:: RECORDS FOR THE EXERCISE ::
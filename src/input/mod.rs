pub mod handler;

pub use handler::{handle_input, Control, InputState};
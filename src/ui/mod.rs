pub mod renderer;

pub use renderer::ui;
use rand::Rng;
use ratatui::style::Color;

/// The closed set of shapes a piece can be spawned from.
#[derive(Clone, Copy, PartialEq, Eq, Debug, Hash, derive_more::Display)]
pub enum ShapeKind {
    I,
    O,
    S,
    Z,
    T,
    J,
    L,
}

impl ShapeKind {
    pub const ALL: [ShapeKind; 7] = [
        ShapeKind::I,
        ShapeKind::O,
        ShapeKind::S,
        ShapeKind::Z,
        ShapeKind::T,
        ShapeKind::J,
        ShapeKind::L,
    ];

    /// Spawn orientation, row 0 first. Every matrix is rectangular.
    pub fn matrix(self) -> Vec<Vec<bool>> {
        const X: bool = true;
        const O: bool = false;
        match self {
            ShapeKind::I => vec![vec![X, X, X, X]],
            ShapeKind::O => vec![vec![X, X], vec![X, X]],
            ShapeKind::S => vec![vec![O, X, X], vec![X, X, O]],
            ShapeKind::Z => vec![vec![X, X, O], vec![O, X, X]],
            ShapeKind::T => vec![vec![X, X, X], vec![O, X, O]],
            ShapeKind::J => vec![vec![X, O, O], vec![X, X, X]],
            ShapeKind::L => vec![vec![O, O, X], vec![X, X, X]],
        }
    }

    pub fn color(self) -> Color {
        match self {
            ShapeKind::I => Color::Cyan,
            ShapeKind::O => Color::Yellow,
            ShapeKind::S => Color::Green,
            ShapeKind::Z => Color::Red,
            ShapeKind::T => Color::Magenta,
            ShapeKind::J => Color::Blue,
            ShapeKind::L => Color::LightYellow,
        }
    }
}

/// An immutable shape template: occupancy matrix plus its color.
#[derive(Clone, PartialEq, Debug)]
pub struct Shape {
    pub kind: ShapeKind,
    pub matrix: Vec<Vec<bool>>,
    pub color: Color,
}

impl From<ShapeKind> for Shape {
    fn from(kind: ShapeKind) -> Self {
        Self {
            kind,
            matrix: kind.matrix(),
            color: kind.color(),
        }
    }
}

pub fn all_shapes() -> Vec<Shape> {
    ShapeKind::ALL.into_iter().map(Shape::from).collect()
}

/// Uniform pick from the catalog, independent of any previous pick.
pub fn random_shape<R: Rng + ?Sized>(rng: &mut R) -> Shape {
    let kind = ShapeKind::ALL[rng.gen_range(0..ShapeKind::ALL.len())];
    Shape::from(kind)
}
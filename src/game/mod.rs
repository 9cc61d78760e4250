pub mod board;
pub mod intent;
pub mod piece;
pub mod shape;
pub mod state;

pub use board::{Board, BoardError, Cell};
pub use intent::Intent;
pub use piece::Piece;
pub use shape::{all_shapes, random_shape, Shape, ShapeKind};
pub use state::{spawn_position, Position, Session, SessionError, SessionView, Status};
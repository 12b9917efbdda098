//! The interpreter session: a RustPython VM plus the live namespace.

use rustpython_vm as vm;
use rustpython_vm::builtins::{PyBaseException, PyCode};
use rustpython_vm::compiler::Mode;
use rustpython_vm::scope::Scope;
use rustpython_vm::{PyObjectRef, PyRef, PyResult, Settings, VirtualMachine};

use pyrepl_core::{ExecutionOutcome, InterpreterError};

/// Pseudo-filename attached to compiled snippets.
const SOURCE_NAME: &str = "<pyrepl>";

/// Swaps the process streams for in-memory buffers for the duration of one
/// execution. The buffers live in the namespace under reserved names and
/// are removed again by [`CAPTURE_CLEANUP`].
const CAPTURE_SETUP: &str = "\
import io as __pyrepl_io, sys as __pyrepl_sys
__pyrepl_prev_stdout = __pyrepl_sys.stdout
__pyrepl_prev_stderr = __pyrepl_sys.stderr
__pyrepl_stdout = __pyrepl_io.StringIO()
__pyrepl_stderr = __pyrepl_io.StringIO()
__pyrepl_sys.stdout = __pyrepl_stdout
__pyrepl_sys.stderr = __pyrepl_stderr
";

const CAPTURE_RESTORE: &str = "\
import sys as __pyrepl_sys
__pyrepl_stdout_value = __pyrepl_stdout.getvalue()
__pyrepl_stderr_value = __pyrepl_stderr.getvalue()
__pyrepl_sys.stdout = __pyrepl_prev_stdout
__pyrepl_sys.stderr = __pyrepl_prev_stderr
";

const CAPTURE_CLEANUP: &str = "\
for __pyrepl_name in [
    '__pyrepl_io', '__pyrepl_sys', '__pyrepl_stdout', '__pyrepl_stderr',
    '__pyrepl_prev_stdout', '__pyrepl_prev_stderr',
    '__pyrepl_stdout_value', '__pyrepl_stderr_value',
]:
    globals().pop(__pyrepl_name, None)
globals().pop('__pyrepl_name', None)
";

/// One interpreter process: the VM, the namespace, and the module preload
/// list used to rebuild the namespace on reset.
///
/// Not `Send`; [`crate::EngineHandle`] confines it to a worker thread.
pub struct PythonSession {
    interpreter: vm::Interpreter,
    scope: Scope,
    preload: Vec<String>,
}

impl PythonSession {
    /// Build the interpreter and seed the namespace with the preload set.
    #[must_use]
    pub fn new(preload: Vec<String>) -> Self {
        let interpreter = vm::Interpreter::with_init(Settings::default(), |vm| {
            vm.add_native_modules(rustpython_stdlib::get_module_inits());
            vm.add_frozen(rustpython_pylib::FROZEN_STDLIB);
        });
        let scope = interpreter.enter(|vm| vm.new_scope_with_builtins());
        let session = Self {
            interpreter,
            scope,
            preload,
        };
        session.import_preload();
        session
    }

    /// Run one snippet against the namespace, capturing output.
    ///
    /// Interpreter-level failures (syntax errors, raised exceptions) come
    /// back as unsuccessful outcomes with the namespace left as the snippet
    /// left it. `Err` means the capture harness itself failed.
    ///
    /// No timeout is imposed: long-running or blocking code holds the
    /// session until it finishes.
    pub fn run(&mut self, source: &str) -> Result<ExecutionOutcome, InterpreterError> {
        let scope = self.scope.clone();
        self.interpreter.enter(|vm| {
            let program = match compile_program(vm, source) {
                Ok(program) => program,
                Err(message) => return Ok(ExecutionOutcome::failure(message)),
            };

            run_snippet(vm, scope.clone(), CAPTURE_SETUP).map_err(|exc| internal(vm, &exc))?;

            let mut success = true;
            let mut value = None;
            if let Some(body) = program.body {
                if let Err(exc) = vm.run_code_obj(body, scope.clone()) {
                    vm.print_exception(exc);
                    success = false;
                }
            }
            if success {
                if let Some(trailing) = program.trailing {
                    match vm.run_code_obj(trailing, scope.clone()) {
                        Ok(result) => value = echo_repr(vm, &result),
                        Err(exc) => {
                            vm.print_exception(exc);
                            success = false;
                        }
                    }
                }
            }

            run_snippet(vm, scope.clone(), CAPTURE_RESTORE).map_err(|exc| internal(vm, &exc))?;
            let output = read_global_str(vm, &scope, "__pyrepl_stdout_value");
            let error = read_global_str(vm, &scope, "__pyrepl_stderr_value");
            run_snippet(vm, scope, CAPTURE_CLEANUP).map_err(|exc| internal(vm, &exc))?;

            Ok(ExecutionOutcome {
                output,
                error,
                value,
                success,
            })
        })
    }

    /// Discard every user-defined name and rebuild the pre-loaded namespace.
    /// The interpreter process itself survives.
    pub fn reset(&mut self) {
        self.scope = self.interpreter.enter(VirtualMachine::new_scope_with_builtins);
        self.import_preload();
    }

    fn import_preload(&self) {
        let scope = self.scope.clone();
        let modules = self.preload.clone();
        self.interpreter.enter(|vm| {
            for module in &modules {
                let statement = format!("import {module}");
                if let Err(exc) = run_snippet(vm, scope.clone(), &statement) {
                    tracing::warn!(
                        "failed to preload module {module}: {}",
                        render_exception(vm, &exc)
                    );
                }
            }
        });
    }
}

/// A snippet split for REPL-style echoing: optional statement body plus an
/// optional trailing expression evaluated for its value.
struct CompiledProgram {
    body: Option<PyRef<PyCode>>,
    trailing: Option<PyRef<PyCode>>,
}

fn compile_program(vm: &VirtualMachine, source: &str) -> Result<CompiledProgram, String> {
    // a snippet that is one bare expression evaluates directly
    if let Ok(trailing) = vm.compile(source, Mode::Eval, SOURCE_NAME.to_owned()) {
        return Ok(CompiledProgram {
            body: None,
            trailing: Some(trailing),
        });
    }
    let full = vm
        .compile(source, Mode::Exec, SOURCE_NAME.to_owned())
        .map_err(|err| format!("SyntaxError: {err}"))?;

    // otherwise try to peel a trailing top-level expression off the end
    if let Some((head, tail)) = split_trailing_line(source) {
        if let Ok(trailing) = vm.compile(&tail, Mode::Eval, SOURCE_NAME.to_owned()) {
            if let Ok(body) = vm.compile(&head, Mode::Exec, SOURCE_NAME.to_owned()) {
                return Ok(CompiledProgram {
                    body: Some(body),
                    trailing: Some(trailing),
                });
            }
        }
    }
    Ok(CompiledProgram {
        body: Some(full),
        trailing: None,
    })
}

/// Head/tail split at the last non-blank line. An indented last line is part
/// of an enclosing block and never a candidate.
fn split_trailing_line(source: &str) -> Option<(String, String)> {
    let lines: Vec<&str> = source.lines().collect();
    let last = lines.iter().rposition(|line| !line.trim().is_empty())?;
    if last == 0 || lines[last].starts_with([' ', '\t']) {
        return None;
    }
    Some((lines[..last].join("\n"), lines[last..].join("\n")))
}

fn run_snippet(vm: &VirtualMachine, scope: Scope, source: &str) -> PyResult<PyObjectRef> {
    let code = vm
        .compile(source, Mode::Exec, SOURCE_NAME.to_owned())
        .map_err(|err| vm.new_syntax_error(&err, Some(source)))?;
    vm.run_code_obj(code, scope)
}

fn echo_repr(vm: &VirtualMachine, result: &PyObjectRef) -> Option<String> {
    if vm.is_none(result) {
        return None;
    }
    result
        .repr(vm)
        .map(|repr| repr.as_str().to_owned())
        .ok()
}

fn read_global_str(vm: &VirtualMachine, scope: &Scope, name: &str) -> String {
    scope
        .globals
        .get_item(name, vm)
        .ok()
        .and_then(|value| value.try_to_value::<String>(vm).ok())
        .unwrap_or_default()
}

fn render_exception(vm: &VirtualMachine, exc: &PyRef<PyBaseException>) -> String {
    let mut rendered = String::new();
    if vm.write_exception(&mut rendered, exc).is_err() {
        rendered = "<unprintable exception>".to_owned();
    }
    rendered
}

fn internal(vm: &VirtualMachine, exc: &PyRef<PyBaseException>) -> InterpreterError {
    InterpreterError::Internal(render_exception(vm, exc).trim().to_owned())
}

:: TASK INSTRUCTIONS ::
Filtering the entries above by the word "body", copy each line that matches.

:: OUTPUT FOR THIS TASK ::
            if let Some(body) = program.body {
                if let Err(exc) = vm.run_code_obj(body, scope.clone()) {
/// A snippet split for REPL-style echoing: optional statement body plus an
    body: Option<PyRef<PyCode>>,
            body: None,
            if let Ok(body) = vm.compile(&head, Mode::Exec, SOURCE_NAME.to_owned()) {
                    body: Some(body),
        body: Some(full),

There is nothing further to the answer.